| ACTION ITEM |
Word for word, reproduce every line of the data below.

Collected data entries
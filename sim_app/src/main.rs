//! Collision Demo
//!
//! Runs the circle simulation headless and compares both broad phases:
//! - Starts with the configured population and broad phase
//! - Spawns a body at a random position every `SPAWN_INTERVAL` frames
//! - Switches broad phase half-way through the run
//! - Logs per-mode timing and contact statistics at the end
//!
//! Usage: `collision_demo [config.toml|config.ron] [frames]`

use quad_physics::config::{Config, ConfigError, SimulationConfig};
use quad_physics::foundation::logging;
use quad_physics::foundation::time::{DurationStats, Stopwatch};
use quad_physics::physics::{BroadPhaseMode, PassReport};
use quad_physics::simulation::{Simulation, SimulationError};
use rand::rngs::StdRng;
use rand::SeedableRng;

const DEFAULT_FRAMES: u64 = 600;
const SPAWN_INTERVAL: u64 = 30;
const SEED: u64 = 0x5eed;

/// Demo errors
#[derive(thiserror::Error, Debug)]
enum DemoError {
    #[error(transparent)]
    Config(#[from] ConfigError),

    #[error(transparent)]
    Simulation(#[from] SimulationError),

    #[error("Invalid frame count: {0}")]
    FrameCount(String),
}

/// Aggregated statistics for one broad phase
#[derive(Default)]
struct ModeSummary {
    timings: DurationStats,
    candidate_pairs: usize,
    contacts: usize,
    dropped: usize,
}

impl ModeSummary {
    fn record(&mut self, report: &PassReport) {
        self.timings.record(report.elapsed);
        self.candidate_pairs += report.candidate_pairs;
        self.contacts += report.contacts.len();
        self.dropped += report.dropped.len();
    }

    fn log(&self, mode: BroadPhaseMode) {
        let frames = self.timings.samples();
        if frames == 0 {
            log::info!("{mode}: not run");
            return;
        }
        log::info!(
            "{mode}: {frames} frames, avg {:.3} ms, max {:?}, {:.1} candidates/frame, {:.1} contacts/frame, {} dropped",
            self.timings.average_millis(),
            self.timings.max(),
            self.candidate_pairs as f64 / frames as f64,
            self.contacts as f64 / frames as f64,
            self.dropped
        );
    }
}

struct CollisionDemo {
    simulation: Simulation<StdRng>,
    frames: u64,
    exhaustive: ModeSummary,
    indexed: ModeSummary,
}

impl CollisionDemo {
    fn new(config: SimulationConfig, frames: u64) -> Result<Self, DemoError> {
        let simulation = Simulation::new(config, StdRng::seed_from_u64(SEED))?;
        Ok(Self {
            simulation,
            frames,
            exhaustive: ModeSummary::default(),
            indexed: ModeSummary::default(),
        })
    }

    fn run(mut self) -> Result<(), DemoError> {
        let stopwatch = Stopwatch::start_new();

        for frame in 0..self.frames {
            if frame > 0 && frame % SPAWN_INTERVAL == 0 {
                self.simulation.spawn_random()?;
            }
            if frame == self.frames / 2 {
                self.simulation.toggle_mode();
            }

            let report = self.simulation.advance();
            match report.mode {
                BroadPhaseMode::Exhaustive => self.exhaustive.record(&report),
                BroadPhaseMode::Indexed => self.indexed.record(&report),
            }
        }

        log::info!(
            "Ran {} frames with {} bodies in {:?}",
            self.simulation.frame(),
            self.simulation.registry().len(),
            stopwatch.elapsed()
        );
        self.exhaustive.log(BroadPhaseMode::Exhaustive);
        self.indexed.log(BroadPhaseMode::Indexed);
        Ok(())
    }
}

fn main() -> Result<(), Box<dyn std::error::Error>> {
    logging::init();

    let mut args = std::env::args().skip(1);
    let config = match args.next() {
        Some(path) => {
            log::info!("Loading configuration from {path}");
            SimulationConfig::load_from_file(&path).map_err(DemoError::from)?
        }
        None => SimulationConfig::default(),
    };
    let frames = match args.next() {
        Some(value) => value.parse().map_err(|_| DemoError::FrameCount(value))?,
        None => DEFAULT_FRAMES,
    };

    let demo = CollisionDemo::new(config, frames)?;
    demo.run()?;
    Ok(())
}
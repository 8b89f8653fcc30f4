//! Cross-module scenario tests for the collision pipeline
//! Foundation module - Core utilities and types
//!
//! This module provides fundamental utilities used throughout the crate:
//! - Math types and operations
//! - Pass timing
//! - Logging utilities

pub mod math;
pub mod time;
pub mod logging;
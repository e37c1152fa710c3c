//! Core error types

use thiserror::Error;

/// Errors raised by calibration and threshold setup
///
/// The classifier itself never fails; out-of-range samples are just large
/// deviations.
#[derive(Error, Debug, Clone, PartialEq)]
pub enum CoreError {
    /// Calibration was requested on a frame without a detected landmark
    #[error("No landmark detected; cannot calibrate")]
    NoSignal,

    /// A base threshold is outside the open interval (0, 1)
    #[error("Invalid {name} threshold {value}: must be within (0, 1)")]
    InvalidThreshold { name: &'static str, value: f64 },
}
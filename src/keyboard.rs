//! Virtual keyboard device using evdev/uinput
//!
//! Creates a virtual keyboard that the desktop (and any emulator window
//! with focus) sees as a real one. Each press is a key-down followed by a
//! key-up, each in its own synchronized report.

use crate::keys;
use evdev::{
    uinput::{VirtualDevice, VirtualDeviceBuilder},
    AttributeSet, EventType, InputEvent,
};
use thiserror::Error;

/// Errors from key injection
#[derive(Debug, Error)]
pub enum InjectError {
    #[error("Key injection unavailable: {0}")]
    Unavailable(#[source] std::io::Error),
    #[error("Failed to emit key event: {0}")]
    EmitEvent(#[source] std::io::Error),
    #[error("Unknown key identifier \"{0}\"")]
    UnknownKey(String),
}

/// Something that can deliver a single key press
pub trait KeyInjector {
    /// Press and release `key` once
    fn press(&mut self, key: &str) -> Result<(), InjectError>;
}

/// uinput-backed virtual keyboard
pub struct VirtualKeyboard {
    device: VirtualDevice,
}

impl VirtualKeyboard {
    /// Create the device, advertising every key in the identifier table
    ///
    /// Needs write access to `/dev/uinput`.
    pub fn new(name: &str) -> Result<Self, InjectError> {
        let mut key_set = AttributeSet::<evdev::Key>::new();
        for key in keys::all_keys() {
            key_set.insert(key);
        }

        let device = VirtualDeviceBuilder::new()
            .map_err(InjectError::Unavailable)?
            .name(name)
            .with_keys(&key_set)
            .map_err(InjectError::Unavailable)?
            .build()
            .map_err(InjectError::Unavailable)?;

        Ok(Self { device })
    }

    /// Get the device path (e.g., /dev/input/eventX)
    pub fn device_path(&mut self) -> Option<std::path::PathBuf> {
        self.device
            .enumerate_dev_nodes_blocking()
            .ok()?
            .next()?
            .ok()
    }
}

impl KeyInjector for VirtualKeyboard {
    fn press(&mut self, key: &str) -> Result<(), InjectError> {
        let code = keys::lookup(key)
            .ok_or_else(|| InjectError::UnknownKey(key.to_string()))?
            .code();

        let down = InputEvent::new_now(EventType::KEY, code, 1);
        let up = InputEvent::new_now(EventType::KEY, code, 0);

        self.device.emit(&[down]).map_err(InjectError::EmitEvent)?;
        self.device.emit(&[up]).map_err(InjectError::EmitEvent)?;
        Ok(())
    }
}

| EXERCISE SOLUTION |
filename sim_app/src/main.rs
//! Collision Demo
//!
//! Runs the circle simulation headless and compares both broad phases:
//! - Starts with the configured population and broad phase
//! - Spawns a body at a random position every `SPAWN_INTERVAL` frames
//! - Switches broad phase half-way through the run
//! - Logs per-mode timing and contact statistics at the end
//!
//! Usage: `collision_demo [config.toml|config.ron] [frames]`

use quad_physics::config::{Config, ConfigError, SimulationConfig};
use quad_physics::foundation::logging;
use quad_physics::foundation::time::{DurationStats, Stopwatch};
use quad_physics::physics::{BroadPhaseMode, PassReport};
use quad_physics::simulation::{Simulation, SimulationError};
use rand::rngs::StdRng;
use rand::SeedableRng;

const DEFAULT_FRAMES: u64 = 600;
const SPAWN_INTERVAL: u64 = 30;
const SEED: u64 = 0x5eed;

/// Demo errors
#[derive(thiserror::Error, Debug)]
enum DemoError {
    #[error(transparent)]
    Config(#[from] ConfigError),

    #[error(transparent)]
    Simulation(#[from] SimulationError),

    #[error("Invalid frame count: {0}")]
    FrameCount(String),
}

/// Aggregated statistics for one broad phase
#[derive(Default)]
struct ModeSummary {
    timings: DurationStats,
    candidate_pairs: usize,
    contacts: usize,
    dropped: usize,
}

impl ModeSummary {
    fn record(&mut self, report: &PassReport) {
        self.timings.record(report.elapsed);
        self.candidate_pairs += report.candidate_pairs;
        self.contacts += report.contacts.len();
        self.dropped += report.dropped.len();
    }

    fn log(&self, mode: BroadPhaseMode) {
        let frames = self.timings.samples();
        if frames == 0 {
            log::info!("{mode}: not run");
            return;
        }
        log::info!(
            "{mode}: {frames} frames, avg {:.3} ms, max {:?}, {:.1} candidates/frame, {:.1} contacts/frame, {} dropped",
            self.timings.average_millis(),
            self.timings.max(),
            self.candidate_pairs as f64 / frames as f64,
            self.contacts as f64 / frames as f64,
            self.dropped
        );
    }
}

struct CollisionDemo {
    simulation: Simulation<StdRng>,
    frames: u64,
    exhaustive: ModeSummary,
    indexed: ModeSummary,
}

impl CollisionDemo {
    fn new(config: SimulationConfig, frames: u64) -> Result<Self, DemoError> {
        let simulation = Simulation::new(config, StdRng::seed_from_u64(SEED))?;
        Ok(Self {
            simulation,
            frames,
            exhaustive: ModeSummary::default(),
            indexed: ModeSummary::default(),
        })
    }

    fn run(mut self) -> Result<(), DemoError> {
        let stopwatch = Stopwatch::start_new();

        for frame in 0..self.frames {
            if frame > 0 && frame % SPAWN_INTERVAL == 0 {
                self.simulation.spawn_random()?;
            }
            if frame == self.frames / 2 {
                self.simulation.toggle_mode();
            }

            let report = self.simulation.advance();
            match report.mode {
                BroadPhaseMode::Exhaustive => self.exhaustive.record(&report),
                BroadPhaseMode::Indexed => self.indexed.record(&report),
            }
        }

        log::info!(
            "Ran {} frames with {} bodies in {:?}",
            self.simulation.frame(),
            self.simulation.registry().len(),
            stopwatch.elapsed()
        );
        self.exhaustive.log(BroadPhaseMode::Exhaustive);
        self.indexed.log(BroadPhaseMode::Indexed);
        Ok(())
    }
}

fn main() -> Result<(), Box<dyn std::error::Error>> {
    logging::init();

    let mut args = std::env::args().skip(1);
    let config = match args.next() {
        Some(path) => {
            log::info!("Loading configuration from {path}");
            SimulationConfig::load_from_file(&path).map_err(DemoError::from)?
        }
        None => SimulationConfig::default(),
    };
    let frames = match args.next() {
        Some(value) => value.parse().map_err(|_| DemoError::FrameCount(value))?,
        None => DEFAULT_FRAMES,
    };

    let demo = CollisionDemo::new(config, frames)?;
    demo.run()?;
    Ok(())
}
repository 8b89f8653fcc30f4
//! Cross-module scenario tests for the collision pipeline
//! Foundation module - Core utilities and types
//!
//! This module provides fundamental utilities used throughout the crate:
//! - Math types and operations
//! - Pass timing
//! - Logging utilities

pub mod math;
pub mod time;
pub mod logging;
repository e37c1152fa710c3c
//! Core error types

use thiserror::Error;

/// Errors raised by calibration and threshold setup
///
/// The classifier itself never fails; out-of-range samples are just large
/// deviations.
#[derive(Error, Debug, Clone, PartialEq)]
pub enum CoreError {
    /// Calibration was requested on a frame without a detected landmark
    #[error("No landmark detected; cannot calibrate")]
    NoSignal,

    /// A base threshold is outside the open interval (0, 1)
    #[error("Invalid {name} threshold {value}: must be within (0, 1)")]
    InvalidThreshold { name: &'static str, value: f64 },
}
filename src/keyboard.rs
//! Virtual keyboard device using evdev/uinput
//!
//! Creates a virtual keyboard that the desktop (and any emulator window
//! with focus) sees as a real one. Each press is a key-down followed by a
//! key-up, each in its own synchronized report.

use crate::keys;
use evdev::{
    uinput::{VirtualDevice, VirtualDeviceBuilder},
    AttributeSet, EventType, InputEvent,
};
use thiserror::Error;

/// Errors from key injection
#[derive(Debug, Error)]
pub enum InjectError {
    #[error("Key injection unavailable: {0}")]
    Unavailable(#[source] std::io::Error),
    #[error("Failed to emit key event: {0}")]
    EmitEvent(#[source] std::io::Error),
    #[error("Unknown key identifier \"{0}\"")]
    UnknownKey(String),
}

/// Something that can deliver a single key press
pub trait KeyInjector {
    /// Press and release `key` once
    fn press(&mut self, key: &str) -> Result<(), InjectError>;
}

/// uinput-backed virtual keyboard
pub struct VirtualKeyboard {
    device: VirtualDevice,
}

impl VirtualKeyboard {
    /// Create the device, advertising every key in the identifier table
    ///
    /// Needs write access to `/dev/uinput`.
    pub fn new(name: &str) -> Result<Self, InjectError> {
        let mut key_set = AttributeSet::<evdev::Key>::new();
        for key in keys::all_keys() {
            key_set.insert(key);
        }

        let device = VirtualDeviceBuilder::new()
            .map_err(InjectError::Unavailable)?
            .name(name)
            .with_keys(&key_set)
            .map_err(InjectError::Unavailable)?
            .build()
            .map_err(InjectError::Unavailable)?;

        Ok(Self { device })
    }

    /// Get the device path (e.g., /dev/input/eventX)
    pub fn device_path(&mut self) -> Option<std::path::PathBuf> {
        self.device
            .enumerate_dev_nodes_blocking()
            .ok()?
            .next()?
            .ok()
    }
}

impl KeyInjector for VirtualKeyboard {
    fn press(&mut self, key: &str) -> Result<(), InjectError> {
        let code = keys::lookup(key)
            .ok_or_else(|| InjectError::UnknownKey(key.to_string()))?
            .code();

        let down = InputEvent::new_now(EventType::KEY, code, 1);
        let up = InputEvent::new_now(EventType::KEY, code, 0);

        self.device.emit(&[down]).map_err(InjectError::EmitEvent)?;
        self.device.emit(&[up]).map_err(InjectError::EmitEvent)?;
        Ok(())
    }
}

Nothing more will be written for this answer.